ACTIVITY —
Take every line from the entries below that includes the word "encode" and copy it.

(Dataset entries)
────

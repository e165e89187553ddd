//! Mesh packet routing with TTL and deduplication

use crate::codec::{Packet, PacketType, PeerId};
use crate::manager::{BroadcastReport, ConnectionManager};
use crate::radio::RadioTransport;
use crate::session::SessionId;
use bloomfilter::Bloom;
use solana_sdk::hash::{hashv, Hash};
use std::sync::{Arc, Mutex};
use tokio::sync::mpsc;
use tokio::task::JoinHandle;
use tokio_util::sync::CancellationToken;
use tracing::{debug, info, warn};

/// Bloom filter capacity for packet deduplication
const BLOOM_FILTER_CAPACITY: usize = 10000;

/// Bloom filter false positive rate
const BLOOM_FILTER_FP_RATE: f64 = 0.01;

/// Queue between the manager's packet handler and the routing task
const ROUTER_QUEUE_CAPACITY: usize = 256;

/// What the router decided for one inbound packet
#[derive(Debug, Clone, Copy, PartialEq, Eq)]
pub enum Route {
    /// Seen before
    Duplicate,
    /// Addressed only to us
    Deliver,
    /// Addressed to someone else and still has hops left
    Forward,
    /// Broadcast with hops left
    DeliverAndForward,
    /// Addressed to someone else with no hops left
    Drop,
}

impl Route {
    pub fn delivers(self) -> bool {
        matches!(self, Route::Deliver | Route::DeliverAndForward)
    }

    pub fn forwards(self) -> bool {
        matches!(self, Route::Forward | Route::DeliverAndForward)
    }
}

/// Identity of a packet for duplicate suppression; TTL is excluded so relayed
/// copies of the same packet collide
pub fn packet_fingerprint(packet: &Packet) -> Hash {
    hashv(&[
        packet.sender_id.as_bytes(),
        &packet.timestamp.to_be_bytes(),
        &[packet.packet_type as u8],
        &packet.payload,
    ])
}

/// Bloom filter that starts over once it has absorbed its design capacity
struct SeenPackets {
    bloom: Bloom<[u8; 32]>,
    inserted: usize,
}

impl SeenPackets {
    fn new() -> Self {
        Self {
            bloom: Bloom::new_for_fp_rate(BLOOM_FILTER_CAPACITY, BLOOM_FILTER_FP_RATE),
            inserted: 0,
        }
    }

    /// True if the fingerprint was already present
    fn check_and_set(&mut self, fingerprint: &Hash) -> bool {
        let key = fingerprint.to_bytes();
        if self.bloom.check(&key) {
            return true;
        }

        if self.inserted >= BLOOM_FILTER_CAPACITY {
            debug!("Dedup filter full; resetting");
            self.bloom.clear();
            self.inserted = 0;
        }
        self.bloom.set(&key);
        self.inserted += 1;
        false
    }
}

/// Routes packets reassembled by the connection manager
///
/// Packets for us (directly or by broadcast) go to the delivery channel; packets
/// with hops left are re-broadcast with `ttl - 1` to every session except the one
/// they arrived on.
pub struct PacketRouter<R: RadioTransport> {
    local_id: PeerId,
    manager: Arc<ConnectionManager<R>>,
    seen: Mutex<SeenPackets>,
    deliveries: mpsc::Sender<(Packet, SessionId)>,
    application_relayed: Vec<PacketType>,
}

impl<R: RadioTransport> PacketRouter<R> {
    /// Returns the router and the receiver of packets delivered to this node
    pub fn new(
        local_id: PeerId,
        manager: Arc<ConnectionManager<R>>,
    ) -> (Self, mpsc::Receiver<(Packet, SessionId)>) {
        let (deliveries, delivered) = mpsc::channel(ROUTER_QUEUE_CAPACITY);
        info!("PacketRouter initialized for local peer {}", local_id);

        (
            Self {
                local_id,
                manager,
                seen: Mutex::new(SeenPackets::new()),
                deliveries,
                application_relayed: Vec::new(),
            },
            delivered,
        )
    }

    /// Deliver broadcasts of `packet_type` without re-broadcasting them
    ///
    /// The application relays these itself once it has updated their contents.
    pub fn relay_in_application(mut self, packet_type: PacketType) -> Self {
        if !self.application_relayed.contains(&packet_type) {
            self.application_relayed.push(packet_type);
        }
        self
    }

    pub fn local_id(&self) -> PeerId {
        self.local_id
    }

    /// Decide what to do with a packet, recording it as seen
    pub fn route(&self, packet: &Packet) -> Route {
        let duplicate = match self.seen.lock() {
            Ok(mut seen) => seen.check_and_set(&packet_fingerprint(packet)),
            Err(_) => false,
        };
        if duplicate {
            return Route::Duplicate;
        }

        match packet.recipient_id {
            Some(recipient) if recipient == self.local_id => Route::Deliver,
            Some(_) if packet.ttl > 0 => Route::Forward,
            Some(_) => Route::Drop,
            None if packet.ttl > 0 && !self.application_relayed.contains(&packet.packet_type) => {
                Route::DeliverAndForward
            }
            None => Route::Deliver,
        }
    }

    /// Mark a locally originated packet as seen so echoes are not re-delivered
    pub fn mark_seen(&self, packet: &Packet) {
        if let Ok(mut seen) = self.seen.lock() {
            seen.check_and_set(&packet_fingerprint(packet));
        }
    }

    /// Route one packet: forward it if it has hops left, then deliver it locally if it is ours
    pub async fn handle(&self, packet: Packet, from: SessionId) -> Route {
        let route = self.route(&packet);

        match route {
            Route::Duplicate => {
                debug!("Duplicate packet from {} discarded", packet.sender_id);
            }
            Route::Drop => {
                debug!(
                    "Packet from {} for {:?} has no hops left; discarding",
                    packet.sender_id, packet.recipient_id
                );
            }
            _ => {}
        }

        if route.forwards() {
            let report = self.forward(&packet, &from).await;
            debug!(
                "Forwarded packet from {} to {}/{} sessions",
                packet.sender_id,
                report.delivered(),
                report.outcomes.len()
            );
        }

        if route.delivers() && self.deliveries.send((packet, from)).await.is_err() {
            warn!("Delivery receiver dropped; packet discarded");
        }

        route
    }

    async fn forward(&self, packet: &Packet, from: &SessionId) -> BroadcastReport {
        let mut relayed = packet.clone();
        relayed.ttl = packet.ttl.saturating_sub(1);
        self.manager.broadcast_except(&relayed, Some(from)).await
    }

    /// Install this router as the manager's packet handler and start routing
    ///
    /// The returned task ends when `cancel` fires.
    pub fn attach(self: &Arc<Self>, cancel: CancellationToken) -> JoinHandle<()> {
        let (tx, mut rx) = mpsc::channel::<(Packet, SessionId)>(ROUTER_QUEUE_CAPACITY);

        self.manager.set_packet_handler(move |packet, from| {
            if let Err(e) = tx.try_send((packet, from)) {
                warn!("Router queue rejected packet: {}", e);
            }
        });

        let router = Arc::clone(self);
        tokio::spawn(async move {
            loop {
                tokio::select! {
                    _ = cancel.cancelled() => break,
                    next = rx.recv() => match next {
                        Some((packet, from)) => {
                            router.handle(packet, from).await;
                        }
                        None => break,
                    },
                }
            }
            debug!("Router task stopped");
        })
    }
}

────

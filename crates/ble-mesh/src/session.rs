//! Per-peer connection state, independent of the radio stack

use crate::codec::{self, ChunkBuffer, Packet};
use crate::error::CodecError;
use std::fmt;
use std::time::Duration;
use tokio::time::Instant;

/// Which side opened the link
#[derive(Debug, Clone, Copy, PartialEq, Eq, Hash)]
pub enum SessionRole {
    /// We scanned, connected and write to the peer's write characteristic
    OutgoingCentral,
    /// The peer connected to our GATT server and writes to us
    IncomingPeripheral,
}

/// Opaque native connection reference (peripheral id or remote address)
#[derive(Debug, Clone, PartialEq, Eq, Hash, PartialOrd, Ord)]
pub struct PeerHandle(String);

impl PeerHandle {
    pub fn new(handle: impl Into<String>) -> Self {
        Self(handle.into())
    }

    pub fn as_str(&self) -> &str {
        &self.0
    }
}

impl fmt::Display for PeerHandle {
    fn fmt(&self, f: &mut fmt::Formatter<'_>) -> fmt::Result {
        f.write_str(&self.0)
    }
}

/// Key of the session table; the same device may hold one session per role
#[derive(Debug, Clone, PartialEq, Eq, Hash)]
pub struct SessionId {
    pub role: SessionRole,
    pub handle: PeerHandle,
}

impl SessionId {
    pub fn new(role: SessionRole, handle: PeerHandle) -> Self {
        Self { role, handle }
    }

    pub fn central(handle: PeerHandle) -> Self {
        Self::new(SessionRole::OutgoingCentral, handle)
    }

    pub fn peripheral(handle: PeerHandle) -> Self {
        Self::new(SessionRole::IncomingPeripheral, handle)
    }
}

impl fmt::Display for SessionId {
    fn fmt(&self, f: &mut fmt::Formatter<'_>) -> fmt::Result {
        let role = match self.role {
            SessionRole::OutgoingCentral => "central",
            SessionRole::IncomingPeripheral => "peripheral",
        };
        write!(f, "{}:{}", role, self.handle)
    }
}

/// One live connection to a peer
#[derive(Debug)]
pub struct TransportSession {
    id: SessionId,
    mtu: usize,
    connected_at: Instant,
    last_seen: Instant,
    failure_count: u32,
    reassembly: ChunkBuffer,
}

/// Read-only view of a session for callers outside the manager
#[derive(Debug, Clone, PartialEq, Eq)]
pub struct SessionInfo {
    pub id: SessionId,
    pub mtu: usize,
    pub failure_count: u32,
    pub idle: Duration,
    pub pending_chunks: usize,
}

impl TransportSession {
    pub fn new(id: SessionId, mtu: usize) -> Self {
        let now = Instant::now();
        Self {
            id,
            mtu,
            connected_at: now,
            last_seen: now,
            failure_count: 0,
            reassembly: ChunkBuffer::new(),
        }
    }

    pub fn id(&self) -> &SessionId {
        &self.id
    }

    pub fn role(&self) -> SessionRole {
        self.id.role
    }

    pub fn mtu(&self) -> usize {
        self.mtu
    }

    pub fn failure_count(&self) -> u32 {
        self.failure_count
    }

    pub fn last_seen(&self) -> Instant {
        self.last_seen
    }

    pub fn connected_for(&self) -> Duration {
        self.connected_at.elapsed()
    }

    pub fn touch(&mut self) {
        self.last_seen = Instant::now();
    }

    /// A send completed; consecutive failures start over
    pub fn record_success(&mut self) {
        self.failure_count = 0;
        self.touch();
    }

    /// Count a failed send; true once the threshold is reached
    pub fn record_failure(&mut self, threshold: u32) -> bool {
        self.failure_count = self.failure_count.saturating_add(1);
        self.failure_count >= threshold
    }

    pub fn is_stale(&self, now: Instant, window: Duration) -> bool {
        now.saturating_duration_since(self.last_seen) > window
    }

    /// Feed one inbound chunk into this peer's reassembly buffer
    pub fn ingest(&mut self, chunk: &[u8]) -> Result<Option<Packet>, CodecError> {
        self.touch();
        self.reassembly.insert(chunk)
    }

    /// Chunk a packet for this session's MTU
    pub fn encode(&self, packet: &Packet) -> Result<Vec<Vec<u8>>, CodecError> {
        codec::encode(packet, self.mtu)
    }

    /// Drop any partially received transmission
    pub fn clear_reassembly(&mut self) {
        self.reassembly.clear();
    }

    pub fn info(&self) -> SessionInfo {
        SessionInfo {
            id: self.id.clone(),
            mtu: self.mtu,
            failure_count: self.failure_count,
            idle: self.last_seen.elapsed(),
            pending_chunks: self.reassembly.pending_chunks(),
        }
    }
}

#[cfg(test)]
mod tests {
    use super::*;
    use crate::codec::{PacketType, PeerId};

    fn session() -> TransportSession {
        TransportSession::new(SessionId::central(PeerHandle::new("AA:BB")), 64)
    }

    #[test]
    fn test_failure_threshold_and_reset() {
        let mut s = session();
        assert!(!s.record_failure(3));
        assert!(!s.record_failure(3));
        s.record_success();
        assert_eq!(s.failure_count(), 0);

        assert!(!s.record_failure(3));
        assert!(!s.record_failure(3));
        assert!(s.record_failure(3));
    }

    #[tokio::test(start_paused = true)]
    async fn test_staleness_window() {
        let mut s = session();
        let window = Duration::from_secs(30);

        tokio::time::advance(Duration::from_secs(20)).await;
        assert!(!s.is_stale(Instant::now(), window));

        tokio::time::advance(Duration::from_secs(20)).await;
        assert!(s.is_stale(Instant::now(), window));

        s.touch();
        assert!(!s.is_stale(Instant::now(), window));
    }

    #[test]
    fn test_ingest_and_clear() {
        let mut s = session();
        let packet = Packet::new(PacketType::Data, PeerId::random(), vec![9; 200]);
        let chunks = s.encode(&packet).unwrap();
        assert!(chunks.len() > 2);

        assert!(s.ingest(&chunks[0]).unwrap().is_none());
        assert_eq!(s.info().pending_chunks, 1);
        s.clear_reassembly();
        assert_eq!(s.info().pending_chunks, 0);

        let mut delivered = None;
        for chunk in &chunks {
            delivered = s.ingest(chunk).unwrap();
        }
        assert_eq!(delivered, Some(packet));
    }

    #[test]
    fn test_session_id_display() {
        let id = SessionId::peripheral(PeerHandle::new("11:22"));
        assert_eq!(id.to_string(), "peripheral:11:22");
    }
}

────

PROBLEM SOLUTION —
    pub fn encode(&self, packet: &Packet) -> Result<Vec<Vec<u8>>, CodecError> {
        codec::encode(packet, self.mtu)
        let chunks = s.encode(&packet).unwrap();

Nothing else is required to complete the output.